To help the agent differentiate between scalar and image observations, ap_gym introduces a new type of Gymnasium space: ap_gym.ImageSpace. ap_gym.ImageSpace is a subclass of gymnasium.spaces.Box with some image specific convenience properties like width, height, and channels. Its main purpose, though, is to let the agent know that it has to interpret this part of the observation space as an image.

Using Gymnasium Wrappers

ap_gym provides a method for using regular Gymnasium wrappers on ap_gym.ActivePerceptionEnv and ap_gym.ActivePerceptionVectorEnv instances. The issue with using Gymnasium wrappers naively is that the special fields loss_fn, prediction_space, prediction_target_space, and inner_action_space do not get mapped through. Hence,

gymnasium.wrappers.TimeLimit(ap_gym.make("CircleSquare-v0"), 8).loss_fn

throws

AttributeError: 'TimeLimit' object has no attribute 'loss_fn'

To address this issue, ap_gym.ensure_active_perception_env and ap_gym.ensure_active_perception_vector_env can be used:

ap_gym.ActivePerceptionRestoreWrapper(
  gymnasium.wrappers.TimeLimit(ap_gym.make("CircleSquare-v0"), 8)
).loss_fn

ap_gym.ActivePerceptionRestoreWrapper and ap_gym.ActivePerceptionVectorRestoreWrapper recursively traverse wrappers until they find an active perception environment and map the special fields through.
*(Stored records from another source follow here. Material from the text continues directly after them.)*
//! # Atelier Configuration
//!
//! ## Configuration Sources
//! ```text
//! ┌─────────────────────────────────────────────────────────────────────────┐
//! │                    Configuration Priority                               │
//! │                                                                         │
//! │  1. Environment Variables (highest priority)                           │
//! │     ATELIER_DATABASE_PATH=/var/lib/atelier/atelier.db                  │
//! │     ATELIER_RATE_USD=0.00065                                           │
//! │                                                                         │
//! │  2. TOML Config File                                                   │
//! │     ~/.config/atelier/atelier.toml (Linux)                             │
//! │     ~/Library/Application Support/ng.atelier.atelier/ (macOS)          │
//! │                                                                         │
//! │  3. Default Values (lowest priority)                                   │
//! │     ./atelier.db, no exchange rates, merge duplicate lines             │
//! └─────────────────────────────────────────────────────────────────────────┘
//! ```
//!
//! ## Configuration File Format
//! ```toml
//! [database]
//! path = "/var/lib/atelier/atelier.db"
//! max_connections = 5
//!
//! # Units of each currency one naira buys
//! [currency.rates]
//! USD = "0.00065"
//! EUR = "0.0006"
//! GBP = "0.00051"
//!
//! [orders]
//! duplicate_lines = "merge"     # merge | reject
//! direct_fulfillment = false    # allow Processing → Delivered for offline sales
//! ```

use atelier_core::currency::RateTable;
use atelier_core::money::Currency;
use atelier_core::pricing::DuplicateLinePolicy;
use atelier_core::status::TransitionPolicy;
use rust_decimal::Decimal;
use serde::{Deserialize, Serialize};
use std::path::PathBuf;
use std::str::FromStr;
use std::time::Duration;
use tracing::{debug, info, warn};

use crate::error::{DbError, DbResult};
use crate::pool::DbConfig;

// =============================================================================
// Database Settings
// =============================================================================

#[derive(Debug, Clone, Serialize, Deserialize)]
pub struct DatabaseSettings {
    /// SQLite file. Created if missing.
    #[serde(default = "default_database_path")]
    pub path: PathBuf,

    #[serde(default = "default_max_connections")]
    pub max_connections: u32,

    #[serde(default = "default_min_connections")]
    pub min_connections: u32,

    /// Seconds to wait for a pooled connection.
    #[serde(default = "default_connect_timeout")]
    pub connect_timeout_secs: u64,

    #[serde(default = "default_true")]
    pub run_migrations: bool,
}

fn default_database_path() -> PathBuf {
    PathBuf::from("atelier.db")
}

fn default_max_connections() -> u32 {
    5
}

fn default_min_connections() -> u32 {
    1
}

fn default_connect_timeout() -> u64 {
    30
}

fn default_true() -> bool {
    true
}

impl Default for DatabaseSettings {
    fn default() -> Self {
        DatabaseSettings {
            path: default_database_path(),
            max_connections: default_max_connections(),
            min_connections: default_min_connections(),
            connect_timeout_secs: default_connect_timeout(),
            run_migrations: true,
        }
    }
}

// =============================================================================
// Currency Settings
// =============================================================================

#[derive(Debug, Clone, Default, Serialize, Deserialize)]
pub struct CurrencySettings {
    /// Quotes against NGN. A currency without a quote can still be sold
    /// where the product lists a price in it directly.
    #[serde(default)]
    pub rates: RateTable,
}

// =============================================================================
// Order Settings
// =============================================================================

#[derive(Debug, Clone, Default, Serialize, Deserialize)]
pub struct OrderSettings {
    #[serde(default)]
    pub duplicate_lines: DuplicateLinePolicy,

    #[serde(default)]
    pub direct_fulfillment: bool,
}

// =============================================================================
// Atelier Config
// =============================================================================

/// Complete configuration of the fulfillment core.
#[derive(Debug, Clone, Default, Serialize, Deserialize)]
pub struct AtelierConfig {
    #[serde(default)]
    pub database: DatabaseSettings,

    #[serde(default)]
    pub currency: CurrencySettings,

    #[serde(default)]
    pub orders: OrderSettings,
}

impl AtelierConfig {
    /// Loads configuration: defaults, then the TOML file, then environment.
    ///
    /// With `config_path = None` the platform config directory is searched.
    /// A missing file is not an error.
    pub fn load(config_path: Option<PathBuf>) -> DbResult<Self> {
        let mut config = Self::default();

        if let Some(path) = config_path.or_else(Self::default_config_path) {
            if path.exists() {
                info!(?path, "Loading atelier config from file");
                let contents = std::fs::read_to_string(&path)
                    .map_err(|e| DbError::Config(format!("{}: {}", path.display(), e)))?;
                config = Self::from_toml(&contents)?;
            } else {
                debug!(?path, "Config file not found, using defaults");
            }
        }

        config.apply_env_overrides();
        config.validate()?;

        Ok(config)
    }

    /// Parses a TOML document.
    pub fn from_toml(contents: &str) -> DbResult<Self> {
        toml::from_str(contents).map_err(|e| DbError::Config(e.to_string()))
    }

    /// Serialises to pretty TOML.
    pub fn to_toml(&self) -> DbResult<String> {
        toml::to_string_pretty(self).map_err(|e| DbError::Config(e.to_string()))
    }

    /// Validates the configuration.
    pub fn validate(&self) -> DbResult<()> {
        if self.database.path.as_os_str().is_empty() {
            return Err(DbError::Config("database.path must not be empty".into()));
        }

        if self.database.max_connections == 0 {
            return Err(DbError::Config(
                "database.max_connections must be greater than 0".into(),
            ));
        }

        if self.database.min_connections > self.database.max_connections {
            return Err(DbError::Config(format!(
                "database.min_connections ({}) exceeds max_connections ({})",
                self.database.min_connections, self.database.max_connections
            )));
        }

        self.currency.rates.validate()?;

        Ok(())
    }

    /// Applies `ATELIER_*` environment overrides.
    fn apply_env_overrides(&mut self) {
        self.apply_overrides(|key| std::env::var(key).ok());
    }

    /// Applies overrides from any key lookup. Unparseable values are logged
    /// and ignored.
    pub fn apply_overrides(&mut self, lookup: impl Fn(&str) -> Option<String>) {
        if let Some(path) = lookup("ATELIER_DATABASE_PATH") {
            debug!(path = %path, "Overriding database path from environment");
            self.database.path = PathBuf::from(path);
        }

        if let Some(max) = lookup("ATELIER_MAX_CONNECTIONS") {
            match max.parse::<u32>() {
                Ok(m) => self.database.max_connections = m,
                Err(_) => warn!(value = %max, "Invalid ATELIER_MAX_CONNECTIONS"),
            }
        }

        for currency in Currency::ALL.into_iter().filter(|c| !c.is_canonical()) {
            let key = format!("ATELIER_RATE_{}", currency.code());
            let Some(raw) = lookup(&key) else {
                continue;
            };
            let parsed = Decimal::from_str(raw.trim())
                .map_err(|e| e.to_string())
                .and_then(|rate| {
                    self.currency
                        .rates
                        .set_rate(currency, rate)
                        .map_err(|e| e.to_string())
                });
            match parsed {
                Ok(()) => debug!(%currency, rate = %raw, "Overriding exchange rate from environment"),
                Err(reason) => warn!(key = %key, value = %raw, %reason, "Ignoring invalid exchange rate"),
            }
        }

        if let Some(policy) = lookup("ATELIER_DUPLICATE_LINES") {
            match policy.parse() {
                Ok(parsed) => self.orders.duplicate_lines = parsed,
                Err(_) => warn!(value = %policy, "Unknown duplicate line policy in environment"),
            }
        }

        if let Some(flag) = lookup("ATELIER_DIRECT_FULFILLMENT") {
            match flag.trim().to_lowercase().as_str() {
                "1" | "true" | "yes" | "on" => self.orders.direct_fulfillment = true,
                "0" | "false" | "no" | "off" => self.orders.direct_fulfillment = false,
                _ => warn!(value = %flag, "Invalid ATELIER_DIRECT_FULFILLMENT"),
            }
        }
    }

    /// Returns the default config file path.
    fn default_config_path() -> Option<PathBuf> {
        directories::ProjectDirs::from("ng", "atelier", "atelier")
            .map(|dirs| dirs.config_dir().join("atelier.toml"))
    }

    // =========================================================================
    // Convenience Methods
    // =========================================================================

    /// Pool settings for [`crate::Database::new`].
    pub fn db_config(&self) -> DbConfig {
        DbConfig::new(self.database.path.clone())
            .max_connections(self.database.max_connections)
            .min_connections(self.database.min_connections)
            .connect_timeout(Duration::from_secs(self.database.connect_timeout_secs))
            .run_migrations(self.database.run_migrations)
    }

    pub fn rates(&self) -> &RateTable {
        &self.currency.rates
    }

    pub fn transition_policy(&self) -> TransitionPolicy {
        TransitionPolicy {
            direct_fulfillment: self.orders.direct_fulfillment,
        }
    }
}

// =============================================================================
// Unit Tests
// =============================================================================

#[cfg(test)]
mod tests {
    use super::*;
    use std::collections::HashMap;

    #[test]
    fn test_defaults() {
        let config = AtelierConfig::default();
        assert_eq!(config.database.path, PathBuf::from("atelier.db"));
        assert_eq!(config.database.max_connections, 5);
        assert_eq!(config.orders.duplicate_lines, DuplicateLinePolicy::Merge);
        assert!(!config.orders.direct_fulfillment);
        assert_eq!(config.rates().currencies(), vec![Currency::Ngn]);
        assert!(config.validate().is_ok());
    }

    #[test]
    fn test_parse_toml() {
        let config = AtelierConfig::from_toml(
            r#"
            [database]
            path = "/tmp/shop.db"

            [currency.rates]
            USD = "0.00065"
            EUR = "0.0006"

            [orders]
            duplicate_lines = "reject"
            direct_fulfillment = true
            "#,
        )
        .unwrap();

        assert_eq!(config.database.path, PathBuf::from("/tmp/shop.db"));
        assert_eq!(config.database.max_connections, 5);
        assert_eq!(config.rates().quote(Currency::Usd), Some(Decimal::new(65, 5)));
        assert_eq!(config.rates().quote(Currency::Gbp), None);
        assert_eq!(config.orders.duplicate_lines, DuplicateLinePolicy::Reject);
        assert!(config.transition_policy().direct_fulfillment);
    }

    #[test]
    fn test_toml_round_trip_preserves_rates() {
        let mut config = AtelierConfig::default();
        config.currency.rates.set_rate(Currency::Gbp, Decimal::new(51, 5)).unwrap();
        let text = config.to_toml().unwrap();
        let back = AtelierConfig::from_toml(&text).unwrap();
        assert_eq!(back.rates(), config.rates());
    }

    #[test]
    fn test_invalid_rate_fails_validation() {
        let config = AtelierConfig::from_toml("[currency.rates]\nUSD = \"-1\"\n").unwrap();
        assert!(config.validate().is_err());
    }

    #[test]
    fn test_validate_pool_sizes() {
        let mut config = AtelierConfig::default();
        config.database.max_connections = 0;
        assert!(config.validate().is_err());

        config.database.max_connections = 2;
        config.database.min_connections = 3;
        assert!(config.validate().is_err());
    }

    #[test]
    fn test_env_overrides() {
        let env: HashMap<&str, &str> = HashMap::from([
            ("ATELIER_DATABASE_PATH", "/data/atelier.db"),
            ("ATELIER_MAX_CONNECTIONS", "8"),
            ("ATELIER_RATE_USD", "0.00065"),
            ("ATELIER_RATE_EUR", "not-a-number"),
            ("ATELIER_DUPLICATE_LINES", "reject"),
            ("ATELIER_DIRECT_FULFILLMENT", "yes"),
        ]);

        let mut config = AtelierConfig::default();
        config.apply_overrides(|key| env.get(key).map(|v| v.to_string()));

        assert_eq!(config.database.path, PathBuf::from("/data/atelier.db"));
        assert_eq!(config.database.max_connections, 8);
        assert_eq!(config.rates().quote(Currency::Usd), Some(Decimal::new(65, 5)));
        assert_eq!(config.rates().quote(Currency::Eur), None);
        assert_eq!(config.orders.duplicate_lines, DuplicateLinePolicy::Reject);
        assert!(config.orders.direct_fulfillment);
    }

    #[test]
    fn test_db_config_from_settings() {
        let mut config = AtelierConfig::default();
        config.database.max_connections = 3;
        config.database.run_migrations = false;
        let db = config.db_config();
        assert_eq!(db.max_connections, 3);
        assert!(!db.run_migrations);
    }
}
Additionally, aside of Gymnasium wrappers, ap_gym.ActivePerceptionVectorRestoreWrapper also supports gymnasium.vector.SyncVectorEnv and gymnasium.vector.AsyncVectorEnv and will restore proper vector versions of all spaces if active perception environments are vectorized this way.

Environments

ap_gym currently comes with three classes of environments: image classification, 2D localization, and image localization. Each class contains multiple environments of varying difficulty and complexity. To learn more about the environments, refer to their respective documentations linked below.

Image Classification

In this class of environments, the agent has to classify images into a set of classes. However, it does not have access to the entire image at once but rather has to move a small glimpse around to gather information. Find a detailed documentation of the image classification environments here.

CircleSquare-v0
CircleSquare-v0
MNIST-v0
MNIST-v0
TinyImageNet-v0
TinyImageNet-v0
CIFAR10-v0
CIFAR10-v0

2D Localization

In 2D localization environments, the agent has to localize itself in a 2D environment. There are currently two types of 2D localization environments: a light-dark environment and LIDAR-based. In the light-dark environment, the agent must learn to navigate towards a light source to localize itself. In the LIDAR-based environments, the agent must localize itself using LIDAR sensor readings.

LightDark-v0
LightDark-v0
LIDARLocRooms-v0
LIDARLocRooms-v0
LIDARLocMaze-v0
LIDARLocMaze-v0

Image Localization

In image localization environments, the agent must localize a given glimpse in a natural image. Similar to the image classification class of tasks, agent must explore the image by moving a glimpse around. Find a detailed documentation of the image localization environments here.

TinyImageNetLoc-v0
TinyImageNetLoc-v0
CIFAR10Loc-v0
CIFAR10Loc-v0

Converting Regular Gymnasium Environments to Active Perception Environments

It is possible to convert regular Gymnasium environments into a pseudo active perception environments with the ap_gym.PseudoActivePerceptionWrapper and ap_gym.PseudoActivePerceptionVectorWrapper, respectively:

env = gymnasium.make("CartPole-v1")
ap_env = ap_gym.PseudoActivePerceptionWrapper(env)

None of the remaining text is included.